If any file has been moved to REMOVED, the annotation file is updated to include information on valid files only. If the input data files are text files, you can now delete them along with those in RMEOVED.

Spillover compensation

The second module compensates for fluorescence spillover in FCS files if the plate reader was actually a high-throughput flow cytometer. In brief, in flow cytometry, spectra of different color lasers may overlap. This causes the colors to spillover into unrelated channels (detectors) each measuring one specific color. In case the FCS files have not been compensated yet, this preliminary step applies the correction matrix called spillover matrix to the channels, provided the matrix is embedded in them (FCS version 3+). If you are sure that the FCS files contain only compensated channels, you may skip over this step, otherwise they must be compensated before moving forward.

To invoke this module type in the following command; it doesn’t have specific arguments except for optional -inURL for redirecting it to the input files:

$ Rscript run_2_spillover_compensation.R

Please note that the spillover matrix is computed by the plate reader and written to the FCS file. An FCS file normally contains only original uncompensated channel values unless the investigator has already applied the matrix to the channels and saved only the compensated values in the file. You might be tricked into thinking that your FCS files already contain compensated values when you open them in FCS file parsers such as FlowJo or FCS Express which automatically apply the matrix before visualization. Therefore, for the downstream analyses of FCS files like those carried out by COMPARE, this process must be done by the investigator using this module. Please also note that this module will modify FCS files by replacing the spillover matrix with the identity matrix and adding "compensated" postfix to $FIL keyword. Therefore, it is a good idea to keep a backup of your screening data.

Signal drift correction

The third module checks if the assay suffers from some sources of bias such as edge effect, signal drift, autofluorescence, bioluminescence, carryover effect and batch effect in favor of specific regions of the plates. However, this module only corrects the signal drift bias and batch effect, as the other types should be naturally avoided during an experiment.

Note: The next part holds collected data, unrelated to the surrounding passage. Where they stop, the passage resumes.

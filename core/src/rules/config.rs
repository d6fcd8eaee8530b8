//! Loading rules from TOML rule files
//!
//! Rule files hold any number of `[[rule]]` tables. Rules are returned in
//! file order, and files in a directory are read sorted by file name, so
//! the evaluation order is stable across platforms.

use std::fs;
use std::path::{Path, PathBuf};

use hashbrown::HashSet;

use super::definitions::RuleConfig;
use super::{Rule, RuleError};

/// Parse a single rule file without building its rules
pub fn load_rule_config(path: &Path) -> Result<RuleConfig, RuleError> {
    let contents = fs::read_to_string(path).map_err(|e| RuleError::Io {
        path: path.to_path_buf(),
        source: e,
    })?;

    toml::from_str(&contents).map_err(|e| RuleError::Parse {
        path: path.to_path_buf(),
        source: e,
    })
}

/// Load and build the enabled rules of one file
pub fn load_rule_file(path: &Path) -> Result<Vec<Rule>, RuleError> {
    let config = load_rule_config(path)?;
    if config.rules.is_empty() {
        tracing::warn!(path = %path.display(), "Rule file defines no rules");
        return Ok(Vec::new());
    }

    let rules = config
        .rules
        .iter()
        .filter(|def| def.enabled)
        .map(|def| def.build())
        .collect::<Result<Vec<_>, _>>()?;

    tracing::debug!(
        path = %path.display(),
        loaded = rules.len(),
        disabled = config.rules.len() - rules.len(),
        "Loaded rule file"
    );
    Ok(rules)
}

/// Load rule files in the given order. Duplicate rule names are kept but
/// reported, since only the first of them can be told apart in logs.
pub fn load_rule_files<P: AsRef<Path>>(paths: &[P]) -> Result<Vec<Rule>, RuleError> {
    let mut rules = Vec::new();
    let mut seen = HashSet::new();

    for path in paths {
        let path = path.as_ref();
        for rule in load_rule_file(path)? {
            if !seen.insert(rule.name().to_string()) {
                tracing::warn!(
                    rule = rule.name(),
                    path = %path.display(),
                    "Duplicate rule name"
                );
            }
            rules.push(rule);
        }
    }

    Ok(rules)
}

/// Load every `*.toml` file of a directory, sorted by file name
pub fn load_rule_directory(dir: &Path) -> Result<Vec<Rule>, RuleError> {
    let entries = fs::read_dir(dir).map_err(|e| RuleError::Io {
        path: dir.to_path_buf(),
        source: e,
    })?;

    let mut paths: Vec<PathBuf> = entries
        .flatten()
        .map(|entry| entry.path())
        .filter(|path| path.is_file() && path.extension().is_some_and(|ext| ext == "toml"))
        .collect();
    paths.sort_by(|a, b| a.file_name().cmp(&b.file_name()));

    tracing::debug!(dir = %dir.display(), files = paths.len(), "Loading rule directory");
    load_rule_files(&paths)
}

/// Default user rule directory
pub fn default_rule_dir() -> Option<PathBuf> {
    dirs::config_dir().map(|p| p.join("strider").join("rules"))
}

Signal drift and cell viability drift could be the main sources of bias within and between the plates of an assay. Depending on the protocol by which wells are processed, time may become a major concern so that specific wells may have lower or higher values than expected. To correct for these drifts, COMPARE employs a two-step correction: intra-plate drift correction and inter-plate drift (batch effect) correction. For a given plate, COMPARE first fits a linear regression model and then vertically translates well values with respect to the learned line as it rotates to slope zero. After correcting for the intra-plate bias, the inter-plate bias is corrected by aligning medians of the plates, that is, translating to a common baseline. The following figure shows signal (a) and cell viability drifts (b) in the mouse assay before and after correction.

This module has several arguments:

-chnl: the list of channels as in the data section of a FCS file or the columns of a csv/tsv file.

-correct: if signal drift should be corrected. To reveal potential bias (quality control mode), it should be set to FALSE, because, initially, we don’t want to correct anything, maybe correction is not necessary at all.

-drctn: the direction of bias, either column or row. Basically, we need to assume a direction for the bias, either column-wise or row-wise. We should try both the directions, but one at a time. COMPARE supports only these two orthodox directions.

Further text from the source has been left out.